Разговор прервал резкий щелчок, исходивший из кармана инспектора и голос, немного искаженный диктофоном.
Уполномоченный Робинсон шагал по паркетному полу холла. В доме Ларри Коттона царили разруха и запустение. На ковре валялись куски штукатурки и лепнины, отбитой с потолка. Тишина была настолько полной, что был слышен стук сердца молодого полицейского.
Робинсон перешагнул через осколки стекла и расстегнул кобуру с пистолетом у себя на поясе. Пощелкав выключателем, он убедился, что света нет, и включил карманный фонарик с длинной круглой ручкой. Луч выхватил сломанные перила лестницы, ведущей на второй этаж.
Раздавшийся сзади шорох заставил Робинсона оглянуться, рука невольно потянулась к пистолету. Мимо опрокинутого стула прошмыгнула крыса с огрызком карандаша в зубах.
Робинсон расслабился, пригладил пышные черные усы и снова направил свет на ступеньки.
Доски громко скрипели под его ногами, когда он, держа руку на кобуре, поднимался по лестнице. Выйдя на лестничную площадку второго этажа, он увидел три двери: две рядом, а одна чуть подальше по коридору. Подумав, полицейский толкнул ближнюю дверь. Это оказался черный ход с небольшой кладовой. Здесь стоял вместительный, неуклюжий шкаф, занимающий почти все свободное место. Повернувшись, чтобы рассмотреть противоположную стену, полицейский задел ручку, и дверца шкафа открылась. Резко повернувшись и выхватывая из кобуры «Смит энд Вессон», Робинсон несколько раз выстрелил в падающую на него фигуру Иисуса Христа с лампочками вокруг головы. Выстрелы эхом разнеслись по всему дому.
— Дьявол! — процедил он сквозь зубы, увидев, что на него упала просто гипсовая статуя.

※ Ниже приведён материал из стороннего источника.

//! Utility modules
//!
//! Contains small shared helpers.

pub mod string;

pub use string::{truncate_str, truncate_with_suffix};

Выйдя из кладовой, он спустился по узкой железной лестнице. Наружная дверь была полуоткрыта и свисала на единственной петле. Рядом, с уличной стороны, стоял мусорный контейнер, от него исходил тошнотворный запах гниющего мяса. Откинув крышку, Робинсон отшатнулся от роя мух, вылетевших из бака. Зажав нос платком, он осторожно заглянул внутрь и встретился глазами с остекленевшим взором изувеченного трупа. Преодолевая тошноту, он захлопнул контейнер и поспешил снова наверх. Открыв следующую дверь, он увидел лежащего на полу человека, с которого была содрана кожа. Крысы выели его глаза, а в пустых глазницах копошились черви.

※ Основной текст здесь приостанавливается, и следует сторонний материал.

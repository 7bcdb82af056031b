//! Docker sandbox backend
//!
//! Runs each submission in its own throwaway container: create, start,
//! upload the harness and the code as a tar archive, exec the harness,
//! then force-remove the container on every path. Containers get a memory
//! and CPU ceiling, drop all capabilities and (by default) run without
//! network access.

use bollard::container::{
    Config, CreateContainerOptions, LogOutput, RemoveContainerOptions, StartContainerOptions,
    UploadToContainerOptions,
};
use bollard::exec::{CreateExecOptions, StartExecResults};
use bollard::service::HostConfig;
use bollard::Docker;
use futures::StreamExt;
use std::time::{Duration, Instant};

use async_trait::async_trait;

use crate::config::SandboxBackend;

use super::error::{SandboxError, SandboxResult};
use super::harness::{parse_harness_stdout, CODE_PATH, HARNESS_PATH, HARNESS_SCRIPT};
use super::report::ExecutionReport;
use super::Backend;

/// Default Docker image for sandbox containers
pub const DEFAULT_SANDBOX_IMAGE: &str = "python:3.11-slim";

/// CPU period (100ms)
const CPU_PERIOD: i64 = 100_000;

/// CPU quota (50% of one core)
const CPU_QUOTA: i64 = 50_000;

/// Working directory inside the container
const WORKING_DIR: &str = "/tmp";

/// Container-side resource and runtime options.
#[derive(Debug, Clone)]
pub struct DockerOptions {
    /// Docker image to run submissions in
    pub image: String,
    /// Memory limit in bytes
    pub memory_limit: i64,
    /// Whether the container runs without network access
    pub network_disabled: bool,
    /// Per-run execution time limit, `None` disables enforcement
    pub execution_timeout: Option<Duration>,
}

impl Default for DockerOptions {
    fn default() -> Self {
        Self {
            image: DEFAULT_SANDBOX_IMAGE.to_string(),
            memory_limit: 256 * 1024 * 1024,
            network_disabled: true,
            execution_timeout: Some(Duration::from_secs(30)),
        }
    }
}

pub struct DockerBackend {
    docker: Docker,
    options: DockerOptions,
}

impl DockerBackend {
    /// Connect to the local Docker daemon and verify it responds.
    pub async fn connect(options: DockerOptions) -> SandboxResult<Self> {
        let docker = Docker::connect_with_local_defaults()
            .map_err(|e| SandboxError::RuntimeUnavailable(e.to_string()))?;

        docker
            .ping()
            .await
            .map_err(|e| SandboxError::RuntimeUnavailable(format!("Failed to ping Docker: {}", e)))?;

        Ok(Self { docker, options })
    }

    async fn create_and_start_container(&self) -> SandboxResult<String> {
        let container_name = format!("pyterm_run_{}", uuid::Uuid::new_v4());

        let host_config = HostConfig {
            memory: Some(self.options.memory_limit),
            cpu_period: Some(CPU_PERIOD),
            cpu_quota: Some(CPU_QUOTA),
            network_mode: if self.options.network_disabled {
                Some("none".to_string())
            } else {
                None
            },
            security_opt: Some(vec!["no-new-privileges".to_string()]),
            cap_drop: Some(vec!["ALL".to_string()]),
            ..Default::default()
        };

        let config = Config {
            image: Some(self.options.image.clone()),
            working_dir: Some(WORKING_DIR.to_string()),
            host_config: Some(host_config),
            // Keep the container alive until the exec has run
            cmd: Some(vec![
                "tail".to_string(),
                "-f".to_string(),
                "/dev/null".to_string(),
            ]),
            ..Default::default()
        };

        let options = CreateContainerOptions {
            name: container_name.as_str(),
            platform: None,
        };

        let response = self
            .docker
            .create_container(Some(options), config)
            .await
            .map_err(|e| SandboxError::ContainerCreationFailed(e.to_string()))?;

        self.docker
            .start_container(&response.id, None::<StartContainerOptions<String>>)
            .await
            .map_err(|e| SandboxError::ContainerCreationFailed(e.to_string()))?;

        Ok(response.id)
    }

    /// Upload the harness and the submitted code in one tar archive.
    async fn upload_sources(&self, container_id: &str, code: &str) -> SandboxResult<()> {
        let archive = build_upload_archive(code)?;

        let options = UploadToContainerOptions {
            path: WORKING_DIR.to_string(),
            ..Default::default()
        };

        self.docker
            .upload_to_container(container_id, Some(options), archive.into())
            .await
            .map_err(|e| SandboxError::FileCopyFailed(format!("Failed to upload to container: {}", e)))?;

        Ok(())
    }

    async fn exec_harness(&self, container_id: &str) -> SandboxResult<(String, String, i64)> {
        let exec_config = CreateExecOptions {
            cmd: Some(vec![
                "python3".to_string(),
                "-I".to_string(),
                HARNESS_PATH.to_string(),
                CODE_PATH.to_string(),
            ]),
            attach_stdout: Some(true),
            attach_stderr: Some(true),
            working_dir: Some(WORKING_DIR.to_string()),
            ..Default::default()
        };

        let exec = self
            .docker
            .create_exec(container_id, exec_config)
            .await
            .map_err(|e| SandboxError::ExecFailed(format!("Failed to create exec: {}", e)))?;

        let start_result = self
            .docker
            .start_exec(&exec.id, None)
            .await
            .map_err(|e| SandboxError::ExecFailed(format!("Failed to start exec: {}", e)))?;

        let mut stdout = String::new();
        let mut stderr = String::new();

        if let StartExecResults::Attached { mut output, .. } = start_result {
            while let Some(result) = output.next().await {
                match result {
                    Ok(LogOutput::StdOut { message }) => {
                        stdout.push_str(&String::from_utf8_lossy(&message));
                    }
                    Ok(LogOutput::StdErr { message }) => {
                        stderr.push_str(&String::from_utf8_lossy(&message));
                    }
                    Ok(_) => {}
                    Err(e) => {
                        tracing::warn!(error = %e, "error reading exec output");
                    }
                }
            }
        }

        let inspect = self
            .docker
            .inspect_exec(&exec.id)
            .await
            .map_err(|e| SandboxError::ExecFailed(format!("Failed to inspect exec: {}", e)))?;

        Ok((stdout, stderr, inspect.exit_code.unwrap_or(-1)))
    }

    async fn remove_container(&self, container_id: &str) -> SandboxResult<()> {
        let options = RemoveContainerOptions {
            force: true,
            ..Default::default()
        };

        self.docker
            .remove_container(container_id, Some(options))
            .await
            .map_err(|e| SandboxError::Internal(format!("Failed to remove container: {}", e)))?;

        Ok(())
    }

    async fn run_in_container(&self, container_id: &str, code: &str) -> SandboxResult<ExecutionReport> {
        self.upload_sources(container_id, code).await?;

        let started = Instant::now();
        let exec_outcome = match self.options.execution_timeout {
            Some(limit) => {
                match tokio::time::timeout(limit, self.exec_harness(container_id)).await {
                    Ok(result) => result?,
                    Err(_) => return Ok(ExecutionReport::cancelled_after(limit.as_secs())),
                }
            }
            None => self.exec_harness(container_id).await?,
        };
        let wall_clock = started.elapsed().as_secs_f64();

        let (raw_stdout, raw_stderr, exit_code) = exec_outcome;

        match parse_harness_stdout(&raw_stdout) {
            Some(result) => Ok(ExecutionReport {
                stdout: result.stdout,
                stderr: result.stderr,
                duration_secs: result.elapsed,
                timed_out: false,
            }),
            None => {
                // Harness never reported: the interpreter exited on its own
                // or was killed, likely by the memory limit.
                let stderr = if raw_stderr.trim().is_empty() && exit_code != 0 {
                    format!("python exited with status {}", exit_code)
                } else {
                    raw_stderr
                };
                Ok(ExecutionReport {
                    stdout: raw_stdout,
                    stderr,
                    duration_secs: wall_clock,
                    timed_out: false,
                })
            }
        }
    }
}

#[async_trait]
impl Backend for DockerBackend {
    fn kind(&self) -> SandboxBackend {
        SandboxBackend::Docker
    }

    async fn probe(&self) -> SandboxResult<String> {
        let version = self
            .docker
            .version()
            .await
            .map_err(|e| SandboxError::RuntimeUnavailable(e.to_string()))?;

        Ok(format!(
            "Docker {} (API {})",
            version.version.unwrap_or_default(),
            version.api_version.unwrap_or_default()
        ))
    }

    async fn run(&self, code: &str) -> SandboxResult<ExecutionReport> {
        let container_id = self.create_and_start_container().await?;

        let outcome = self.run_in_container(&container_id, code).await;

        // The container must go away on every path, including timeouts,
        // where force-removal also kills the still-running interpreter.
        if let Err(e) = self.remove_container(&container_id).await {
            tracing::warn!(container_id = %container_id, error = %e, "failed to remove sandbox container");
        }

        outcome
    }
}

/// Build the tar archive carrying the harness and the submitted code.
fn build_upload_archive(code: &str) -> SandboxResult<Vec<u8>> {
    let mut buffer = Vec::new();
    {
        let mut builder = tar::Builder::new(&mut buffer);

        for (path, content) in [(HARNESS_PATH, HARNESS_SCRIPT), (CODE_PATH, code)] {
            let filename = std::path::Path::new(path)
                .file_name()
                .and_then(|n| n.to_str())
                .unwrap_or("file");

            let mut header = tar::Header::new_gnu();
            header
                .set_path(filename)
                .map_err(|e| SandboxError::FileCopyFailed(format!("Failed to set tar path: {}", e)))?;
            header.set_size(content.len() as u64);
            header.set_mode(0o644);
            header.set_cksum();

            builder
                .append(&header, content.as_bytes())
                .map_err(|e| SandboxError::FileCopyFailed(format!("Failed to append to tar: {}", e)))?;
        }

        builder
            .finish()
            .map_err(|e| SandboxError::FileCopyFailed(format!("Failed to finish tar: {}", e)))?;
    }

    Ok(buffer)
}

#[cfg(test)]
mod tests {
    use super::*;
    use std::io::Read;

    #[test]
    fn default_options_lock_the_container_down() {
        let options = DockerOptions::default();
        assert_eq!(options.image, DEFAULT_SANDBOX_IMAGE);
        assert!(options.network_disabled);
        assert!(options.execution_timeout.is_some());
    }

    #[test]
    fn upload_archive_carries_harness_and_code() {
        let archive = build_upload_archive("print('hi')").unwrap();

        let mut entries = Vec::new();
        let mut reader = tar::Archive::new(&archive[..]);
        for entry in reader.entries().unwrap() {
            let mut entry = entry.unwrap();
            let path = entry.path().unwrap().to_string_lossy().to_string();
            let mut content = String::new();
            entry.read_to_string(&mut content).unwrap();
            entries.push((path, content));
        }

        assert_eq!(entries.len(), 2);
        assert_eq!(entries[0].0, "pyterm_harness.py");
        assert!(entries[0].1.contains("exec(code, {})"));
        assert_eq!(entries[1].0, "pyterm_main.py");
        assert_eq!(entries[1].1, "print('hi')");
    }
}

Зажимая рот рукой, Робинсон выскочил на площадку и, перегнувшись через перила, выплеснул содержимое своего желудка.
— Черт возьми! — выругался он, утираясь носовым платком. — Если в спальне меня ожидает такая же картина, мои нервы просто не выдержат, и у меня поедет крыша, как у его дочки…
Постояв немного и придя в себя, полицейский шагнул в дверь спальни.
Сквозь не плотно зашторенное окно пробивался слабый луч обложенного тучами осеннего солнца, высвечивая окровавленный матрас на большой двуспальной кровати. На нем валялись обрывки каких-то цепей с крюками. Один из крюков, вспоров матерчатую обивку, глубоко вошел в поролон. Разбитое трюмо, стоявшее у стены, повторяло царивший в спальне разгром в десятках разбитых зеркальных кусочков.
— Да-а… — выдохнул Робинсон и выдвинув антенну радиопереговорного устройства, болтающегося на груди, нажал на клавишу вызова.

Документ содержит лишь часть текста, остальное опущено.